Pakistan’s military and Inter-Services Intelligence Directorate also supports JeM because it is hostile to India and wages jihad in Afghanistan. In its 2010 designation of Azhar, the US Treasury Department said that “JeM recruitment posters in Pakistan contained a call from Azhar for volunteers to join the fight in Afghanistan against Western forces.”
JeM has been involved in multiple large-scale attacks inside India, and has collaborated with other Pakistan-backed terror groups. JeM was implicated along with the Lashkar-e-Taiba as being behind the Dec. 13, 2001 attack on the Indian Parliament building in New Delhi. Sheikh Ahmed Saeed Omar, a close associate of JeM emir Azhar, was behind the kidnapping of Wall Street Journal reporter Daniel Pearl. Pearl was later beheaded.

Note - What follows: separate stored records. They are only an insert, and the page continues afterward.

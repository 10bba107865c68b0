//! # Vendsim CLI
//!
//! Terminal front panel for the vending machine simulator.
//!
//! ## Startup Sequence
//! ```text
//! ┌─────────────────────────────────────────────────────────────────────────┐
//! │                    Application Startup Flow                             │
//! │                                                                         │
//! │  1. Initialize Logging ─────────────────────────────────────────────►  │
//! │     • tracing-subscriber with env filter, written to stderr            │
//! │     • Default: INFO, can be overridden with RUST_LOG                   │
//! │                                                                         │
//! │  2. Load Configuration ─────────────────────────────────────────────►  │
//! │     • --config <path> or platform config dir                           │
//! │     • VENDSIM_* environment overrides                                  │
//! │                                                                         │
//! │  3. Build Machine ──────────────────────────────────────────────────►  │
//! │     • Validate seed data, seed the card network                        │
//! │                                                                         │
//! │  4. Start Ticker ───────────────────────────────────────────────────►  │
//! │     • advance(1) every tick_ms                                         │
//! │                                                                         │
//! │  5. Command Loop ───────────────────────────────────────────────────►  │
//! │     • One line per command until `quit` or EOF                         │
//! └─────────────────────────────────────────────────────────────────────────┘
//! ```

mod commands;
mod config;
mod error;
mod state;

use std::io::Write;
use std::path::PathBuf;
use std::process::ExitCode;
use std::time::Duration;

use tokio::io::{AsyncBufReadExt, BufReader};
use tracing::{error, info};
use tracing_subscriber::EnvFilter;
use vendsim_engine::VendingMachine;

use commands::{execute, render_panel, Command, Outcome, HELP};
use config::AppConfig;
use error::{AppError, AppResult};
use state::{spawn_ticker, MachineHandle};

const USAGE: &str = "Usage: vendsim [--config <path>]";

#[tokio::main]
async fn main() -> ExitCode {
    init_tracing();

    match run().await {
        Ok(()) => ExitCode::SUCCESS,
        Err(e) => {
            error!(error = %e, "vendsim exited with an error");
            eprintln!("error: {}", e);
            ExitCode::FAILURE
        }
    }
}

async fn run() -> AppResult<()> {
    let Some(config_path) = parse_args(std::env::args().skip(1))? else {
        println!("{}", USAGE);
        return Ok(());
    };

    let config = AppConfig::load(config_path)?;
    let machine = VendingMachine::with_random(&config.machine, config.seed)?;
    info!(tick_ms = config.tick_ms, seeded = config.seed.is_some(), "Starting vendsim");

    let handle = MachineHandle::new(machine);
    let ticker = spawn_ticker(handle.clone(), Duration::from_millis(config.tick_ms));

    println!("{}\n", HELP);
    println!("{}", handle.with_machine(|m| render_panel(m.state(), m.now())));

    let mut lines = BufReader::new(tokio::io::stdin()).lines();
    loop {
        print!("> ");
        std::io::stdout().flush()?;

        let Some(line) = lines.next_line().await? else {
            break;
        };
        if line.trim().is_empty() {
            continue;
        }

        match line.parse::<Command>().and_then(|command| execute(command, &handle)) {
            Ok(Outcome::Print(text)) => println!("{}", text),
            Ok(Outcome::Quit) => break,
            Err(e) => println!("{}", e),
        }
    }

    ticker.shutdown().await;
    info!("Goodbye");
    Ok(())
}

/// Reads `--config <path>`. `Ok(None)` means `--help` was asked for.
fn parse_args(mut args: impl Iterator<Item = String>) -> AppResult<Option<Option<PathBuf>>> {
    let mut config_path = None;

    while let Some(arg) = args.next() {
        match arg.as_str() {
            "-c" | "--config" => {
                let path = args.next().ok_or(AppError::Usage(USAGE))?;
                config_path = Some(PathBuf::from(path));
            }
            "-h" | "--help" => return Ok(None),
            _ => return Err(AppError::Usage(USAGE)),
        }
    }

    Ok(Some(config_path))
}

/// Initializes the tracing subscriber for structured logging.
///
/// ## Log Levels
/// - `RUST_LOG=debug` - Show timer scheduling and suppressed timers
/// - `RUST_LOG=vendsim_engine=trace` - Everything from the engine
///
/// Logs go to stderr so they do not interleave with the panel on stdout.
fn init_tracing() {
    let filter = EnvFilter::try_from_default_env().unwrap_or_else(|_| EnvFilter::new("info"));

    tracing_subscriber::fmt()
        .with_env_filter(filter)
        .with_writer(std::io::stderr)
        .init();
}

#[cfg(test)]
mod tests {
    use super::*;

    fn args(list: &[&str]) -> impl Iterator<Item = String> {
        list.iter().map(|s| s.to_string()).collect::<Vec<_>>().into_iter()
    }

    #[test]
    fn test_parse_args() {
        assert_eq!(parse_args(args(&[])).unwrap(), Some(None));
        assert_eq!(
            parse_args(args(&["--config", "/tmp/v.toml"])).unwrap(),
            Some(Some(PathBuf::from("/tmp/v.toml")))
        );
        assert_eq!(parse_args(args(&["-h"])).unwrap(), None);
        assert!(parse_args(args(&["--config"])).is_err());
        assert!(parse_args(args(&["--verbose"])).is_err());
    }
}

More recently, Indian officials implicated JeM in the Jan. 2016 assault on Pathankot Air Force Base in India, and the Sept. 2016 attack on a military base in Uri. Like other attacks, Indian intelligence intercepted a phone call of Pakistan-based handlers directing the assault team as they attacked the base.
Some of Jaish-e-Mohammed’s top leaders have integrated with the global terror movement. Elements of Jaish-e-Mohammed have joined al Qaeda in the Indian Subcontinent, or AQIS, the newest regional branch of the global jihadist group, which was formed by al Qaeda emir Ayman al Zawahiri in September 2014.
Despite JeM’s terrorist activities, Pakistan has not taken action against the group. India has made repeated requests for extradition of Azhar, only to be ignored.